Beltracchi - Die Kunst der Fälschung

Dokumentation, D 2014, 108 min
Filmclub
Kunstmuseum Ahrenshoop

In dem Film von Arne Birkenstock werden der Kunstfälscher Wolfgang Beltracchi und seine Frau Helene porträtiert, die den größten Kunstfälschungsskandal der Nachkriegszeit zu verantworten haben. Beltracchi führt seine Fälschungstechnik vor und auch, wie mittels der von ihnen erfundenen Sammlung Jägers falsche Provenienzen für die Fälschungen geschaffen wurden. Der Film lässt dem Fälscher viel Raum und zeigt sowohl seine handwerkliche und kunsttechnische Versiertheit, aber auch seine Überheblichkeit gegenüber den Künstlern, die er gefälscht hat.
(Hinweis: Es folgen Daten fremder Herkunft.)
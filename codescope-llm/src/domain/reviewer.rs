//! Model reviewer trait

use async_trait::async_trait;

use super::error::ReviewerError;

/// A language model that reads a prompt and answers with free text.
///
/// Answers are best-effort: callers must parse them defensively.
#[async_trait]
pub trait ModelReviewer: Send + Sync {
    /// Send `prompt` and return the model's text response.
    async fn review(&self, prompt: &str) -> Result<String, ReviewerError>;

    /// Model identifier, for logs
    fn model(&self) -> &str;
}
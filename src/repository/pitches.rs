//! Pitches repository

use std::time::Duration;

use sqlx::{Pool, Postgres};

use super::with_timeout;
use crate::{
    error::{AppError, AppResult},
    models::{pitch::CreatePitch, Pitch},
};

#[derive(Clone)]
pub struct PitchesRepository {
    pool: Pool<Postgres>,
    timeout: Duration,
}

impl PitchesRepository {
    pub fn new(pool: Pool<Postgres>, timeout: Duration) -> Self {
        Self { pool, timeout }
    }

    pub async fn create(&self, data: &CreatePitch) -> AppResult<Pitch> {
        with_timeout(self.timeout, "create pitch", async {
            let pitch = sqlx::query_as::<_, Pitch>(
                r#"
                INSERT INTO pitches (building_id, price, pitch_type)
                VALUES ($1, $2, $3)
                RETURNING *
                "#,
            )
            .bind(data.building_id)
            .bind(data.price)
            .bind(data.pitch_type)
            .fetch_one(&self.pool)
            .await
            .map_err(|e| {
                let err = AppError::from(e);
                if err.is_foreign_key_violation() {
                    AppError::NotFound(format!("Building {} not found", data.building_id))
                } else {
                    err
                }
            })?;
            Ok(pitch)
        })
        .await
    }

    pub async fn get_by_id(&self, id: i32) -> AppResult<Pitch> {
        with_timeout(self.timeout, "get pitch", async {
            sqlx::query_as::<_, Pitch>("SELECT * FROM pitches WHERE id = $1")
                .bind(id)
                .fetch_optional(&self.pool)
                .await?
                .ok_or_else(|| AppError::NotFound(format!("Pitch {} not found", id)))
        })
        .await
    }

    pub async fn list_for_building(&self, building_id: i32) -> AppResult<Vec<Pitch>> {
        with_timeout(self.timeout, "list pitches", async {
            let pitches = sqlx::query_as::<_, Pitch>(
                "SELECT * FROM pitches WHERE building_id = $1 ORDER BY id",
            )
            .bind(building_id)
            .fetch_all(&self.pool)
            .await?;
            Ok(pitches)
        })
        .await
    }
}
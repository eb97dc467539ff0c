//! Order booking, listing and slot availability

use std::sync::Arc;

use crate::{
    error::AppResult,
    models::{
        order::{midnight_utc, CreateOrder, OrderFilter, OrderPage, OrderQuery},
        NewOrder, Pagination, Slot, SlotAvailability, UserClaims,
    },
    repository::BookingStore,
    services::redis::GridCache,
};

#[derive(Clone)]
pub struct OrdersService {
    store: Arc<dyn BookingStore>,
    cache: Arc<dyn GridCache>,
}

impl OrdersService {
    pub fn new(store: Arc<dyn BookingStore>, cache: Arc<dyn GridCache>) -> Self {
        Self { store, cache }
    }

    /// Book a run of contiguous slots on one pitch for the requester
    pub async fn create_order(&self, claims: &UserClaims, request: CreateOrder) -> AppResult<i32> {
        let order = NewOrder::from_request(request, claims.user_id)?;
        self.store.create_order(order).await
    }

    /// Orders visible to the requester
    pub async fn list_orders(&self, claims: &UserClaims, query: &OrderQuery) -> AppResult<OrderPage> {
        let filter = OrderFilter::from_query(query)?;
        let pagination = Pagination {
            limit: query.limit,
            page: query.page,
        };
        let (data, page_info) = self
            .store
            .list_orders(claims.order_scope(), filter, pagination)
            .await?;
        Ok(OrderPage { data, page_info })
    }

    /// Slot grid of a building; flagged with bookings when a day is given
    pub async fn availability(
        &self,
        building_id: i32,
        order_date: Option<i64>,
        pitch_id: Option<i32>,
    ) -> AppResult<Vec<SlotAvailability>> {
        match order_date {
            Some(timestamp) => {
                let date = midnight_utc(timestamp)?;
                self.store.availability(building_id, date, pitch_id).await
            }
            None => Ok(self
                .grid(building_id)
                .await?
                .into_iter()
                .map(SlotAvailability::from)
                .collect()),
        }
    }

    /// Grid from cache, falling back to the store. Cache errors are not fatal.
    pub async fn grid(&self, building_id: i32) -> AppResult<Vec<Slot>> {
        match self.cache.get_grid(building_id).await {
            Ok(Some(slots)) => return Ok(slots),
            Ok(None) => {}
            Err(e) => tracing::warn!(building_id, error = %e, "Slot grid cache read failed"),
        }

        let slots = self.store.slot_grid(building_id).await?;
        if let Err(e) = self.cache.put_grid(building_id, slots.clone()).await {
            tracing::warn!(building_id, error = %e, "Slot grid cache write failed");
        }
        Ok(slots)
    }
}

#[cfg(test)]
mod tests {
    use super::*;
    use crate::{
        error::AppError,
        models::{order::OrderStatusFilter, OrderScope, PageInfo, Role},
        repository::MockBookingStore,
        services::redis::MockGridCache,
    };
    use chrono::{TimeZone, Utc};
    use mockall::predicate::eq;
    use tokio_test::{assert_err, assert_ok};

    const JAN_1_2024: i64 = 1_704_067_200;

    fn claims(role: Role, user_id: i32) -> UserClaims {
        UserClaims {
            sub: format!("user-{}", user_id),
            user_id,
            role,
            exp: 0,
            iat: 0,
        }
    }

    fn slot(id: i32, label: &str, offset: i32) -> Slot {
        Slot {
            id,
            building_id: 1,
            work_time: label.to_string(),
            start_offset: offset,
        }
    }

    fn request(times: &[&str]) -> CreateOrder {
        CreateOrder {
            pitch_id: 5,
            order_date: JAN_1_2024 + 600,
            times: times.iter().map(|t| t.to_string()).collect(),
            service_ids: vec![2],
            card_id: None,
            first_name: None,
            phone_number: "555-0100".to_string(),
            extra_info: None,
        }
    }

    fn service(store: MockBookingStore, cache: MockGridCache) -> OrdersService {
        OrdersService::new(Arc::new(store), Arc::new(cache))
    }

    #[tokio::test]
    async fn test_create_order_passes_validated_order() {
        let mut store = MockBookingStore::new();
        store
            .expect_create_order()
            .withf(|order| {
                order.user_id == 9
                    && order.slot_labels == vec!["09:00", "09:30"]
                    && order.order_date == Utc.with_ymd_and_hms(2024, 1, 1, 0, 0, 0).unwrap()
                    && order.end_order_date == Utc.with_ymd_and_hms(2024, 1, 1, 9, 30, 0).unwrap()
            })
            .times(1)
            .returning(|_| Ok(17));

        let svc = service(store, MockGridCache::new());
        let id = assert_ok!(svc.create_order(&claims(Role::User, 9), request(&["9:00", "9:30"])).await);
        assert_eq!(id, 17);
    }

    #[tokio::test]
    async fn test_invalid_order_never_reaches_store() {
        let mut store = MockBookingStore::new();
        store.expect_create_order().never();

        let svc = service(store, MockGridCache::new());
        let user = claims(Role::User, 9);
        assert_err!(svc.create_order(&user, request(&[])).await);
        assert_err!(svc.create_order(&user, request(&["09:00", "10:00"])).await);
    }

    #[tokio::test]
    async fn test_store_conflict_is_propagated() {
        let mut store = MockBookingStore::new();
        store
            .expect_create_order()
            .returning(|_| Err(AppError::Conflict("Slot 09:00 already booked".to_string())));

        let svc = service(store, MockGridCache::new());
        let result = svc.create_order(&claims(Role::User, 1), request(&["09:00"])).await;
        assert!(matches!(result, Err(AppError::Conflict(_))));
    }

    #[tokio::test]
    async fn test_grid_served_from_cache() {
        let mut store = MockBookingStore::new();
        store.expect_slot_grid().never();
        let mut cache = MockGridCache::new();
        cache
            .expect_get_grid()
            .with(eq(1))
            .returning(|_| Ok(Some(vec![slot(1, "08:00", 28_800), slot(2, "08:30", 30_600)])));
        cache.expect_put_grid().never();

        let svc = service(store, cache);
        let slots = assert_ok!(svc.availability(1, None, None).await);
        assert_eq!(slots.len(), 2);
        assert_eq!(slots[0].work_time, "08:00");
        assert_eq!(slots[0].is_booked, None);
    }

    #[tokio::test]
    async fn test_grid_cache_miss_loads_and_stores() {
        let mut store = MockBookingStore::new();
        store
            .expect_slot_grid()
            .with(eq(1))
            .times(1)
            .returning(|_| Ok(vec![slot(1, "08:00", 28_800)]));
        let mut cache = MockGridCache::new();
        cache.expect_get_grid().returning(|_| Ok(None));
        cache
            .expect_put_grid()
            .withf(|id, slots| *id == 1 && slots.len() == 1)
            .times(1)
            .returning(|_, _| Ok(()));

        let svc = service(store, cache);
        assert_ok!(svc.availability(1, None, None).await);
    }

    #[tokio::test]
    async fn test_grid_survives_cache_outage() {
        let mut store = MockBookingStore::new();
        store
            .expect_slot_grid()
            .returning(|_| Ok(vec![slot(1, "08:00", 28_800)]));
        let mut cache = MockGridCache::new();
        cache
            .expect_get_grid()
            .returning(|_| Err(AppError::Internal("connection refused".to_string())));
        cache
            .expect_put_grid()
            .returning(|_, _| Err(AppError::Internal("connection refused".to_string())));

        let svc = service(store, cache);
        let slots = assert_ok!(svc.grid(1).await);
        assert_eq!(slots.len(), 1);
    }

    #[tokio::test]
    async fn test_dated_availability_uses_midnight() {
        let mut store = MockBookingStore::new();
        store
            .expect_availability()
            .with(
                eq(3),
                eq(Utc.with_ymd_and_hms(2024, 1, 1, 0, 0, 0).unwrap()),
                eq(Some(5)),
            )
            .times(1)
            .returning(|_, _, _| {
                Ok(vec![SlotAvailability {
                    id: 1,
                    work_time: "08:00".to_string(),
                    is_booked: Some(true),
                }])
            });
        let mut cache = MockGridCache::new();
        cache.expect_get_grid().never();

        let svc = service(store, cache);
        let slots = assert_ok!(svc.availability(3, Some(JAN_1_2024 + 45_000), Some(5)).await);
        assert_eq!(slots[0].is_booked, Some(true));
    }

    #[tokio::test]
    async fn test_out_of_range_date_never_reaches_store() {
        let mut store = MockBookingStore::new();
        store.expect_availability().never();
        let mut cache = MockGridCache::new();
        cache.expect_get_grid().never();

        let svc = service(store, cache);
        let result = svc.availability(1, Some(i64::MIN), None).await;
        assert!(matches!(result, Err(AppError::Validation(_))));
    }

    #[tokio::test]
    async fn test_list_orders_scoped_to_requester() {
        let mut store = MockBookingStore::new();
        store
            .expect_list_orders()
            .withf(|scope, filter, _| {
                *scope == OrderScope::Owner(4) && filter.status == Some(OrderStatusFilter::Active)
            })
            .returning(|_, _, _| {
                Ok((
                    vec![],
                    PageInfo {
                        page: 1,
                        pages: 1,
                        count: 0,
                    },
                ))
            });

        let svc = service(store, MockGridCache::new());
        let query = OrderQuery {
            order_status: Some(2),
            ..Default::default()
        };
        let page = assert_ok!(svc.list_orders(&claims(Role::User, 4), &query).await);
        assert_eq!(page.page_info.count, 0);
    }

    #[tokio::test]
    async fn test_list_orders_rejects_unknown_status() {
        let mut store = MockBookingStore::new();
        store.expect_list_orders().never();

        let svc = service(store, MockGridCache::new());
        let query = OrderQuery {
            order_status: Some(7),
            ..Default::default()
        };
        let result = svc.list_orders(&claims(Role::Admin, 1), &query).await;
        assert!(matches!(result, Err(AppError::Validation(_))));
    }
}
Zu Wort kommen auch Opfer und Gegner der Beltracchis, wie das belgische Sammlerehepaar Ommeslaghe, der britische Kunsthändler James Roundell, der Inhaber des Auktionshauses Lempertz in Köln, Henrik Hanstein, die Genfer Galeristin Sofia Komarowa und der ermittelnde Kriminalbeamte René Allonge. In einem Archivausschnitt aus dem Film Max Ernst: Mein Vagabundieren – Meine Unruhe von Peter Schamoni kommt mit Max Ernst auch einer der vom Beltracchi gefälschten Künstler zu Wort. Der Film setzt sich kritisch mit der Mitverantwortung des Kunstmarktes für den Beltracchi-Skandal auseinander, zeigt aber auch den Fälscher in zwar humorvoller, doch zugleich - insbesondere in den Gesprächen mit dem Kunsthistoriker Henry Keazor zu Beginn und gegen Ende des Films - in selbstentlarvender Manier.